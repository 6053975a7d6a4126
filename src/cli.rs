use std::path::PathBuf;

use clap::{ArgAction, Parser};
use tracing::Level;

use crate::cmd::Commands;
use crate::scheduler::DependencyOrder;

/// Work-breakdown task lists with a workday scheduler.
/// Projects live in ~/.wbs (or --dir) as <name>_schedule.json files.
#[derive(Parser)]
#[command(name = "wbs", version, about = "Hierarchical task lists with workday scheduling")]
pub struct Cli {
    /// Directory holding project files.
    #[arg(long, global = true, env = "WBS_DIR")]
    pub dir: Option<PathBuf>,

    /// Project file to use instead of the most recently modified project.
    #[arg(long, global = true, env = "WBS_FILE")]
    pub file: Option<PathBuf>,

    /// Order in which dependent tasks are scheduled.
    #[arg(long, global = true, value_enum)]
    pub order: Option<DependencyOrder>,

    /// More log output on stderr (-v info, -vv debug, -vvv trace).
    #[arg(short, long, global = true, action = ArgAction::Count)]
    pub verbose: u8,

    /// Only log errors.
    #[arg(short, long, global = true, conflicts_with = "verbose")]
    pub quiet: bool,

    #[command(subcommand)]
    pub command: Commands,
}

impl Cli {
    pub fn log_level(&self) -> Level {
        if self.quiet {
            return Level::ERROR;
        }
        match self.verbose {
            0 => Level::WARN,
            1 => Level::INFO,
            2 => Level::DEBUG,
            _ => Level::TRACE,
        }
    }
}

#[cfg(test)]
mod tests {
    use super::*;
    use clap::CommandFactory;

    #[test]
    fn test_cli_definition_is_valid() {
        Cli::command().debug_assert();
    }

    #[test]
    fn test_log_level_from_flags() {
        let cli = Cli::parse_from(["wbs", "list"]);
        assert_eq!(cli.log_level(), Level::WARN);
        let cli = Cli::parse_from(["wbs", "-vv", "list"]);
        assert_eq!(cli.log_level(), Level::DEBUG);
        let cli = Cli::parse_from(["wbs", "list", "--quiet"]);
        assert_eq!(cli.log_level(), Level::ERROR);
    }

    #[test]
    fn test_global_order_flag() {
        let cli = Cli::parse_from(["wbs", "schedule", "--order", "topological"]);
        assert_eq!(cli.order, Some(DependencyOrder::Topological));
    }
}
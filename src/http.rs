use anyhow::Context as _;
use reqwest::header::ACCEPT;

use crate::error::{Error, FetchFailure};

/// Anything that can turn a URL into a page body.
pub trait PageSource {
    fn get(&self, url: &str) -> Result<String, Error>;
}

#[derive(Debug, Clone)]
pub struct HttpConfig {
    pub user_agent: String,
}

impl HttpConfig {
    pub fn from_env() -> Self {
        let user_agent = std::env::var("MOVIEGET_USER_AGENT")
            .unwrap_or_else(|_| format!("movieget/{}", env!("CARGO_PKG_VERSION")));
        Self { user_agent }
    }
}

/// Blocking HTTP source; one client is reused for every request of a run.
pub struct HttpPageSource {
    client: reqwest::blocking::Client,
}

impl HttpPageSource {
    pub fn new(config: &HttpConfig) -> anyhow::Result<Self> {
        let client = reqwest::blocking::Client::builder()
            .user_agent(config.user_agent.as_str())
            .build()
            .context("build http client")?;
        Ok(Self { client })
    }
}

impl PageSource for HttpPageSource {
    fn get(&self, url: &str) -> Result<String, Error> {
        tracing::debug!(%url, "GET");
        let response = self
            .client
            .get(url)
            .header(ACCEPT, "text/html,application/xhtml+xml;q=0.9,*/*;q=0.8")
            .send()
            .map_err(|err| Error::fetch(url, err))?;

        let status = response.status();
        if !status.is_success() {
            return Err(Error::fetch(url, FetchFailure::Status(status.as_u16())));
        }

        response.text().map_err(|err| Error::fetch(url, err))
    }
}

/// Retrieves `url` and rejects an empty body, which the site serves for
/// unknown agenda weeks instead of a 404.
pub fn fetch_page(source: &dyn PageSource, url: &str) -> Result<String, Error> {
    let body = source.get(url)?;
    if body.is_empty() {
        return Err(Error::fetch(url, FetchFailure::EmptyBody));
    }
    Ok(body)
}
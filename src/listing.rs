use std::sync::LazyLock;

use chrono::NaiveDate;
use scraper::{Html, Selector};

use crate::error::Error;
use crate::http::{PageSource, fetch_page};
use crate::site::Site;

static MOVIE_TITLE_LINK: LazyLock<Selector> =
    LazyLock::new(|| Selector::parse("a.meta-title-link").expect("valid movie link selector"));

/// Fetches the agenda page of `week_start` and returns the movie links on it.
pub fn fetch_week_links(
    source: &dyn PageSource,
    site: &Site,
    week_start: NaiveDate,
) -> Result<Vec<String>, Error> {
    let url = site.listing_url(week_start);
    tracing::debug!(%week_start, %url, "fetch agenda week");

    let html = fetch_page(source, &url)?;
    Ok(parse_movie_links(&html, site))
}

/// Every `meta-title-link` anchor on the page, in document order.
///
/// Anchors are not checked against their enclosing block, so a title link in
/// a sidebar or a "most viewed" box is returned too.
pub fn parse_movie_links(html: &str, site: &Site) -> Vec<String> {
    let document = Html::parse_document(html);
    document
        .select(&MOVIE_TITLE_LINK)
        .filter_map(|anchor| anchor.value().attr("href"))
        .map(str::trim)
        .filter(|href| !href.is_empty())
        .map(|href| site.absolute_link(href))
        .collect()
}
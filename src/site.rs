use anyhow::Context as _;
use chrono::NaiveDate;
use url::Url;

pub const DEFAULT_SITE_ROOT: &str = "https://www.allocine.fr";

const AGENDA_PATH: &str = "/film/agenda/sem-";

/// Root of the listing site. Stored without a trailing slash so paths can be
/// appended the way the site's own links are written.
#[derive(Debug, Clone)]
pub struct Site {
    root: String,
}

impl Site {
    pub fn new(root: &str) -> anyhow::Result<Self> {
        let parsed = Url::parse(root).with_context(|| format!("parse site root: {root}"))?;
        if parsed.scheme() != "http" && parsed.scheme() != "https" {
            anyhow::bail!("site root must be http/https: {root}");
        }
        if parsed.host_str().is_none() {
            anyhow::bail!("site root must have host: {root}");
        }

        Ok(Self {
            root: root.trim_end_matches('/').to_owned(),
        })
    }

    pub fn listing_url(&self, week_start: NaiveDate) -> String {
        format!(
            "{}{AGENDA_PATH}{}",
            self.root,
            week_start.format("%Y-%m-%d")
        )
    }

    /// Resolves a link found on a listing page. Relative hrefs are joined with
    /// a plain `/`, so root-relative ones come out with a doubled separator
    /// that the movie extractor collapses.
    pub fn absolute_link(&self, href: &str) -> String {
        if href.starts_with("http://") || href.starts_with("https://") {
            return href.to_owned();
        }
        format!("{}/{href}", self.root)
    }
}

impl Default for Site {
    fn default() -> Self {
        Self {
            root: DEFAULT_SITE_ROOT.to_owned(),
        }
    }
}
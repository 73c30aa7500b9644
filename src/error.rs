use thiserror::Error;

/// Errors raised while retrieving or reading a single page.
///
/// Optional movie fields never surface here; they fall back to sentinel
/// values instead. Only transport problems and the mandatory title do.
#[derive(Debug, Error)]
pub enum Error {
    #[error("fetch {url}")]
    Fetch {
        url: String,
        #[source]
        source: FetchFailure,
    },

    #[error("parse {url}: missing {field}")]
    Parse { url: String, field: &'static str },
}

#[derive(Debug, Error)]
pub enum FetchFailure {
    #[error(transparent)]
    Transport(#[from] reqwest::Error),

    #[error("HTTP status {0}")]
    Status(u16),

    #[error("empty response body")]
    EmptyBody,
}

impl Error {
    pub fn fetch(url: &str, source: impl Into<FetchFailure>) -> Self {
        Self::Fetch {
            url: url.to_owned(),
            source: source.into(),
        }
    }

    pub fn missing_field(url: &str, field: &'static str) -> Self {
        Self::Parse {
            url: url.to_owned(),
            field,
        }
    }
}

####

== EXERCISE PROMPT ==
What's needed is a word-for-word restatement of all the entries.

== RESPONSE AREA ==
repository 6053975a7d6a4126
filename src/cli.rs
use std::path::PathBuf;

use clap::{ArgAction, Parser};
use tracing::Level;

use crate::cmd::Commands;
use crate::scheduler::DependencyOrder;

/// Work-breakdown task lists with a workday scheduler.
/// Projects live in ~/.wbs (or --dir) as <name>_schedule.json files.
#[derive(Parser)]
#[command(name = "wbs", version, about = "Hierarchical task lists with workday scheduling")]
pub struct Cli {
    /// Directory holding project files.
    #[arg(long, global = true, env = "WBS_DIR")]
    pub dir: Option<PathBuf>,

    /// Project file to use instead of the most recently modified project.
    #[arg(long, global = true, env = "WBS_FILE")]
    pub file: Option<PathBuf>,

    /// Order in which dependent tasks are scheduled.
    #[arg(long, global = true, value_enum)]
    pub order: Option<DependencyOrder>,

    /// More log output on stderr (-v info, -vv debug, -vvv trace).
    #[arg(short, long, global = true, action = ArgAction::Count)]
    pub verbose: u8,

    /// Only log errors.
    #[arg(short, long, global = true, conflicts_with = "verbose")]
    pub quiet: bool,

    #[command(subcommand)]
    pub command: Commands,
}

impl Cli {
    pub fn log_level(&self) -> Level {
        if self.quiet {
            return Level::ERROR;
        }
        match self.verbose {
            0 => Level::WARN,
            1 => Level::INFO,
            2 => Level::DEBUG,
            _ => Level::TRACE,
        }
    }
}

#[cfg(test)]
mod tests {
    use super::*;
    use clap::CommandFactory;

    #[test]
    fn test_cli_definition_is_valid() {
        Cli::command().debug_assert();
    }

    #[test]
    fn test_log_level_from_flags() {
        let cli = Cli::parse_from(["wbs", "list"]);
        assert_eq!(cli.log_level(), Level::WARN);
        let cli = Cli::parse_from(["wbs", "-vv", "list"]);
        assert_eq!(cli.log_level(), Level::DEBUG);
        let cli = Cli::parse_from(["wbs", "list", "--quiet"]);
        assert_eq!(cli.log_level(), Level::ERROR);
    }

    #[test]
    fn test_global_order_flag() {
        let cli = Cli::parse_from(["wbs", "schedule", "--order", "topological"]);
        assert_eq!(cli.order, Some(DependencyOrder::Topological));
    }
}
filename src/http.rs
use anyhow::Context as _;
use reqwest::header::ACCEPT;

use crate::error::{Error, FetchFailure};

/// Anything that can turn a URL into a page body.
pub trait PageSource {
    fn get(&self, url: &str) -> Result<String, Error>;
}

#[derive(Debug, Clone)]
pub struct HttpConfig {
    pub user_agent: String,
}

impl HttpConfig {
    pub fn from_env() -> Self {
        let user_agent = std::env::var("MOVIEGET_USER_AGENT")
            .unwrap_or_else(|_| format!("movieget/{}", env!("CARGO_PKG_VERSION")));
        Self { user_agent }
    }
}

/// Blocking HTTP source; one client is reused for every request of a run.
pub struct HttpPageSource {
    client: reqwest::blocking::Client,
}

impl HttpPageSource {
    pub fn new(config: &HttpConfig) -> anyhow::Result<Self> {
        let client = reqwest::blocking::Client::builder()
            .user_agent(config.user_agent.as_str())
            .build()
            .context("build http client")?;
        Ok(Self { client })
    }
}

impl PageSource for HttpPageSource {
    fn get(&self, url: &str) -> Result<String, Error> {
        tracing::debug!(%url, "GET");
        let response = self
            .client
            .get(url)
            .header(ACCEPT, "text/html,application/xhtml+xml;q=0.9,*/*;q=0.8")
            .send()
            .map_err(|err| Error::fetch(url, err))?;

        let status = response.status();
        if !status.is_success() {
            return Err(Error::fetch(url, FetchFailure::Status(status.as_u16())));
        }

        response.text().map_err(|err| Error::fetch(url, err))
    }
}

/// Retrieves `url` and rejects an empty body, which the site serves for
/// unknown agenda weeks instead of a 404.
pub fn fetch_page(source: &dyn PageSource, url: &str) -> Result<String, Error> {
    let body = source.get(url)?;
    if body.is_empty() {
        return Err(Error::fetch(url, FetchFailure::EmptyBody));
    }
    Ok(body)
}
filename src/listing.rs
use std::sync::LazyLock;

use chrono::NaiveDate;
use scraper::{Html, Selector};

use crate::error::Error;
use crate::http::{PageSource, fetch_page};
use crate::site::Site;

static MOVIE_TITLE_LINK: LazyLock<Selector> =
    LazyLock::new(|| Selector::parse("a.meta-title-link").expect("valid movie link selector"));

/// Fetches the agenda page of `week_start` and returns the movie links on it.
pub fn fetch_week_links(
    source: &dyn PageSource,
    site: &Site,
    week_start: NaiveDate,
) -> Result<Vec<String>, Error> {
    let url = site.listing_url(week_start);
    tracing::debug!(%week_start, %url, "fetch agenda week");

    let html = fetch_page(source, &url)?;
    Ok(parse_movie_links(&html, site))
}

/// Every `meta-title-link` anchor on the page, in document order.
///
/// Anchors are not checked against their enclosing block, so a title link in
/// a sidebar or a "most viewed" box is returned too.
pub fn parse_movie_links(html: &str, site: &Site) -> Vec<String> {
    let document = Html::parse_document(html);
    document
        .select(&MOVIE_TITLE_LINK)
        .filter_map(|anchor| anchor.value().attr("href"))
        .map(str::trim)
        .filter(|href| !href.is_empty())
        .map(|href| site.absolute_link(href))
        .collect()
}
filename src/site.rs
use anyhow::Context as _;
use chrono::NaiveDate;
use url::Url;

pub const DEFAULT_SITE_ROOT: &str = "https://www.allocine.fr";

const AGENDA_PATH: &str = "/film/agenda/sem-";

/// Root of the listing site. Stored without a trailing slash so paths can be
/// appended the way the site's own links are written.
#[derive(Debug, Clone)]
pub struct Site {
    root: String,
}

impl Site {
    pub fn new(root: &str) -> anyhow::Result<Self> {
        let parsed = Url::parse(root).with_context(|| format!("parse site root: {root}"))?;
        if parsed.scheme() != "http" && parsed.scheme() != "https" {
            anyhow::bail!("site root must be http/https: {root}");
        }
        if parsed.host_str().is_none() {
            anyhow::bail!("site root must have host: {root}");
        }

        Ok(Self {
            root: root.trim_end_matches('/').to_owned(),
        })
    }

    pub fn listing_url(&self, week_start: NaiveDate) -> String {
        format!(
            "{}{AGENDA_PATH}{}",
            self.root,
            week_start.format("%Y-%m-%d")
        )
    }

    /// Resolves a link found on a listing page. Relative hrefs are joined with
    /// a plain `/`, so root-relative ones come out with a doubled separator
    /// that the movie extractor collapses.
    pub fn absolute_link(&self, href: &str) -> String {
        if href.starts_with("http://") || href.starts_with("https://") {
            return href.to_owned();
        }
        format!("{}/{href}", self.root)
    }
}

impl Default for Site {
    fn default() -> Self {
        Self {
            root: DEFAULT_SITE_ROOT.to_owned(),
        }
    }
}
repository 73c30aa7500b9644
filename src/error.rs
use thiserror::Error;

/// Errors raised while retrieving or reading a single page.
///
/// Optional movie fields never surface here; they fall back to sentinel
/// values instead. Only transport problems and the mandatory title do.
#[derive(Debug, Error)]
pub enum Error {
    #[error("fetch {url}")]
    Fetch {
        url: String,
        #[source]
        source: FetchFailure,
    },

    #[error("parse {url}: missing {field}")]
    Parse { url: String, field: &'static str },
}

#[derive(Debug, Error)]
pub enum FetchFailure {
    #[error(transparent)]
    Transport(#[from] reqwest::Error),

    #[error("HTTP status {0}")]
    Status(u16),

    #[error("empty response body")]
    EmptyBody,
}

impl Error {
    pub fn fetch(url: &str, source: impl Into<FetchFailure>) -> Self {
        Self::Fetch {
            url: url.to_owned(),
            source: source.into(),
        }
    }

    pub fn missing_field(url: &str, field: &'static str) -> Self {
        Self::Parse {
            url: url.to_owned(),
            field,
        }
    }
}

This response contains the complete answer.